Virginia is considering reopening on an experimental basis a winter crab dredge fishery that has been banned by the Virginia Marine Resources Commission (VMRC) since 2008.
“This is simply a request from Crab Management Advisory Committee (CMAC) and several VMRC commissioners to have staff study the possibility of reinstating a very limited entry crab dredge fishery,” says Joe Grist, deputy chief of fisheries for the research division of VMRC. “We have been asked: what would have to be done to reinstate the fishery? We are in the very early stages of the process.”

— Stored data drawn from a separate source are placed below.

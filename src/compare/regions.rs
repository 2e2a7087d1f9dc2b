//! Connected regions of a binary mask.

use crate::frame::GrayPlane;

/// One external region of a mask.
#[derive(Clone, Copy, Debug, PartialEq, Eq)]
pub struct Component {
    pub min_x: u32,
    pub min_y: u32,
    pub max_x: u32,
    pub max_y: u32,
    /// Foreground pixel count after hole filling.
    pub area: u32,
}

impl Component {
    pub fn width(&self) -> u32 {
        self.max_x - self.min_x + 1
    }

    pub fn height(&self) -> u32 {
        self.max_y - self.min_y + 1
    }
}

/// Turn enclosed background into foreground.
///
/// Background pixels 4-connected to the border stay background; everything else
/// becomes 255. An outer outline and its interior then form one region.
pub fn fill_holes(mask: &GrayPlane) -> GrayPlane {
    let (w, h) = (mask.width as usize, mask.height as usize);
    if w == 0 || h == 0 {
        return mask.clone();
    }
    let mut outside = vec![false; w * h];
    let mut stack = Vec::new();

    let mut seed = |x: usize, y: usize, stack: &mut Vec<usize>| {
        let idx = y * w + x;
        if mask.data[idx] == 0 && !outside[idx] {
            outside[idx] = true;
            stack.push(idx);
        }
    };
    for x in 0..w {
        seed(x, 0, &mut stack);
        if h > 1 {
            seed(x, h - 1, &mut stack);
        }
    }
    for y in 0..h {
        seed(0, y, &mut stack);
        if w > 1 {
            seed(w - 1, y, &mut stack);
        }
    }

    while let Some(idx) = stack.pop() {
        let (x, y) = (idx % w, idx / w);
        let mut visit = |nx: usize, ny: usize| {
            let n = ny * w + nx;
            if mask.data[n] == 0 && !outside[n] {
                outside[n] = true;
                stack.push(n);
            }
        };
        if x > 0 {
            visit(x - 1, y);
        }
        if x + 1 < w {
            visit(x + 1, y);
        }
        if y > 0 {
            visit(x, y - 1);
        }
        if y + 1 < h {
            visit(x, y + 1);
        }
    }

    GrayPlane {
        width: mask.width,
        height: mask.height,
        data: outside.iter().map(|&o| if o { 0 } else { 255 }).collect(),
    }
}

/// Label 8-connected foreground components, in raster order of their first pixel.
pub fn label_components(mask: &GrayPlane) -> Vec<Component> {
    let (w, h) = (mask.width as usize, mask.height as usize);
    let mut seen = vec![false; w * h];
    let mut components = Vec::new();
    let mut stack = Vec::new();

    for start in 0..w * h {
        if mask.data[start] == 0 || seen[start] {
            continue;
        }
        seen[start] = true;
        stack.push(start);
        let mut c = Component {
            min_x: u32::MAX,
            min_y: u32::MAX,
            max_x: 0,
            max_y: 0,
            area: 0,
        };

        while let Some(idx) = stack.pop() {
            let (x, y) = (idx % w, idx / w);
            c.area += 1;
            c.min_x = c.min_x.min(x as u32);
            c.min_y = c.min_y.min(y as u32);
            c.max_x = c.max_x.max(x as u32);
            c.max_y = c.max_y.max(y as u32);

            for ny in y.saturating_sub(1)..=(y + 1).min(h - 1) {
                for nx in x.saturating_sub(1)..=(x + 1).min(w - 1) {
                    let n = ny * w + nx;
                    if mask.data[n] != 0 && !seen[n] {
                        seen[n] = true;
                        stack.push(n);
                    }
                }
            }
        }
        components.push(c);
    }
    components
}

#[cfg(test)]
mod tests {
    use super::*;

    fn draw(mask: &mut GrayPlane, x0: usize, y0: usize, x1: usize, y1: usize) {
        let w = mask.width as usize;
        for y in y0..y1 {
            for x in x0..x1 {
                mask.data[y * w + x] = 255;
            }
        }
    }

    #[test]
    fn ring_is_filled_into_one_solid_region() {
        let mut mask = GrayPlane::zeros(20, 20);
        draw(&mut mask, 5, 5, 15, 15);
        // punch a hole
        for y in 8..12 {
            for x in 8..12 {
                mask.data[y * 20 + x] = 0;
            }
        }
        let filled = fill_holes(&mask);
        let components = label_components(&filled);
        assert_eq!(components.len(), 1);
        assert_eq!(components[0].area, 100);
        assert_eq!((components[0].width(), components[0].height()), (10, 10));
    }

    #[test]
    fn diagonal_neighbours_are_connected() {
        let mut mask = GrayPlane::zeros(4, 4);
        mask.data[0] = 255;
        mask.data[5] = 255;
        mask.data[10] = 255;
        let components = label_components(&mask);
        assert_eq!(components.len(), 1);
        assert_eq!(components[0].area, 3);
    }

    #[test]
    fn separate_blobs_in_raster_order() {
        let mut mask = GrayPlane::zeros(30, 10);
        draw(&mut mask, 20, 1, 25, 4);
        draw(&mut mask, 2, 5, 6, 9);
        let components = label_components(&mask);
        assert_eq!(components.len(), 2);
        assert_eq!(components[0].min_x, 20);
        assert_eq!(components[1].min_x, 2);
    }

    #[test]
    fn border_touching_background_stays_background() {
        let mut mask = GrayPlane::zeros(10, 10);
        draw(&mut mask, 0, 0, 10, 1);
        let filled = fill_holes(&mask);
        assert_eq!(filled.data.iter().filter(|&&v| v == 255).count(), 10);
    }
}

Virginia Watermen’s Association president and CMAC member James “J. C.” Hudgins recommended in August that the CMAC request VMRC staff to come up with guidelines for an experimental crab dredge fishery with a limit of “eight to ten boats.” The CMAC board voted 6-3 in favor of sending the matter to VMRC for consideration.
Hudgins says he introduced the reopening proposal to provide more winter jobs for watermen who are pretty much confined to working in the state oyster fishery. “We need some alternative work for watermen in the winter and a dredge fishery would provide that,” he says.
Anecdotal history has it that watermen dredging for oysters out of Hampton Roads in the 19th century ventured a little too far over into the Bay’s deepwater channel and brought up a haul full of sooks, or female hard crabs. The discovery of large numbers of female crabs migrating in winter to higher salinity waters of the lower bay to spawn in the spring led to the first licensing of the winter crab dredge fishery in 1904, and to the establishment of a fishery that lasted for 104 years.
The 2008 ban was sparked in part by disturbing baywide crab survey results that in 2007 showed there were only 251 million crabs in the bay, down from an 852 million high in 1993. Even more concerning were consistently low crab population figures from 1998 to 2007.
Virginia and Maryland asked the U.S. Department of Commerce in 2008 to declare the Chesapeake Bay crab fishery a federal disaster due to the historically low blue crab population. Under that designation, $15 million in crab disaster funds from the National Marine Fisheries Service were appropriated for each state to help rescue the crab population and provide needed economic relief to the commercial fishing industry.
Virginia’s crab disaster funds were used to buy back 359 commercial crab licenses to reduce actual or potential crab fishing; to employ out-of-work watermen who pulled up 18,000 derelict crab pots over two winters; and to train crabbers in shellfish farming.
Virginia and Maryland also agreed in 2008 that each state would cut the baywide female commercial harvest by 34 percent. As part of that effort, Virginia raised the size of cull rings in crab pots, made changes in the peeler crab fishery, and banned crab dredging. About 80 percent of the crabs caught in the dredge fishery were female, and by banning the fishery Virginia’s annual female harvest was reduced by 17 percent.
This is not the first time VMRC has considered reinstating the fishery. When crab population survey figures rose to 765 million in 2012, the commission contemplated a limited entry fishery of 37 dredge boats.
“The fishery would be tightly controlled and in an enforced manner, performed on mud bottom in order to limit damage to the environment and crab stocks, with maximum allowable landings of 1.5 million pounds of crabs,” stated VMRC officials at the time. After a VMRC and Virginia Institute of Marine Science (VIMS) study, the proposal to reinstate the fishery was turned down by the commission in 2013.
When VMRC banned the fishery in 2008, it was for one year. “The commission has voted to ban the fishery every year since, having had only the one study done in 2013,” says Grist. “If the commission is going to vote to ban it every year, we need to study the impact occasionally to give them some direction in making their decision.”
Hudgins says the Chesapeake Bay region is losing national market share in the picked crab meat market. Female crabs caught in the winter dredge fishery had been an important part of that market.
“We are seeing more of the picked crab meat market going to North and South Carolina, Georgia, and the Gulf states because those states have warmer water year-round, allowing crabbers to crab pot most of the year,” says Hudgins.
“This (crab dredge fishery) would be a very tightly managed deal,” says Hudgins. “I know that VIMS will want it to be worked on soft mud bottom because of environmental concerns.”
Commercial winter crab dredging is allowed in the states of Delaware and New Jersey. “Dredge boats are still working on Delaware Bay and Raritan Bay, and they should be allowed in Virginia waters,” says Hudgins.
Grist says that the dredge fishery will not be considered for this winter. “There are a lot of ‘ifs’ involved in this, but it could be an alternative,” he says.
The last blue crab stock assessment in Chesapeake Bay was done in 2011 by the National Oceanic and Atmospheric Administration (NOAA) and the next one is scheduled to be completed in 2025. “This is a good time to be taking a look at the fishery with a new stock assessment coming out,” said Grist. “The stock assessment may help with a decision.”